As a reader, there are some books (and authors) you have been meaning to read.  But other books (and authors) would come before it.  Unfortunately, Wallace Stegner fell into this category for me.  I’ve been meaning to read his work for at least 20 years, and The Spectator Bird has been on my shelf for the past five years.  I would get ready to read it, and then I would put it down for something else. Finally, I have read this well-received Stegner novel.

The Spectator Bird is the story of retired literary agent, Joe Allison and his wife, Ruth.  They have settled in Northern California after a long career in the New York City publishing world.  Joe discovers a postcard from a friend in Denmark.  He reads the postcard, and it brings back the memories of a European trip that the couple took years ago.

Ruth finds out that Joe kept a journal about the Denmark trip and asks him to read the journal entries.  Joe reluctantly agrees and those journal entries make up the bulk of the novel.  Stegner examines the marriage dynamic as Joe reveals more details than he wanted to share.  Also, it brings into account that things in the past should stay in the past.

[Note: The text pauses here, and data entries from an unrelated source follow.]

//! Petworld Journal - Recording, auditing and export of lifecycle events
//!
//! This crate provides:
//!
//! - **Journal**: Append-only record of committed events
//! - **Auditor**: Query and analyze recorded events (per kind, per pet, unlock totals)
//! - **Exporter**: Export journal data to various formats
//!
//! # Example
//!
//! ```rust
//! use petworld_core::{Achievement, Event, PetId};
//! use petworld_journal::{Auditor, ExportFormat, Exporter, Journal};
//!
//! let mut journal = Journal::new();
//! journal.record(Event::minted(PetId::new(1), 0));
//! journal.record(Event::achievement(PetId::new(1), Achievement::FirstPet, 0));
//!
//! let auditor = Auditor::new(&journal);
//! assert_eq!(auditor.achievement_totals()[&Achievement::FirstPet], 1);
//!
//! let csv = Exporter::new(&journal).export(ExportFormat::Csv).unwrap();
//! assert_eq!(csv.lines().count(), 3);
//! ```

mod auditor;
mod error;
mod exporter;
mod journal;

pub use auditor::{AuditQuery, AuditReport, Auditor, PetSummary};
pub use error::{Error, Result};
pub use exporter::{ExportFormat, Exporter};
pub use journal::{Journal, JournalConfig, JournalEntry, JournalStats};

The Spectator Bird is very much a novel about character and how the past brought to life can upset a comfortable lifestyle.  The strength of the book is Stegner’s clear and straight-forward prose and as a reader I felt like I was attending a masterclass on how to read a novel that doesn’t need a plot or action to drive the narrative.

I feel bad for this taking long to read Wallace Stegner.  The Spectator Bird is not the first novel mentioned with  Stegner’s work.  Literary critics and longtime Stegner readers consider Angle of Repose and Crossing to Safety as his best novels. However, I believe that The Spectator Bird does not have to take a backseat to either of those aforementioned works and is a great place for readers new to Stegner.

The Spectator Bird will be one of my favorite reads of 2020.  This quiet novel about human connection and love is a short-term escape worth taking in lieu of what the world is dealing in the COVID19 pandemic.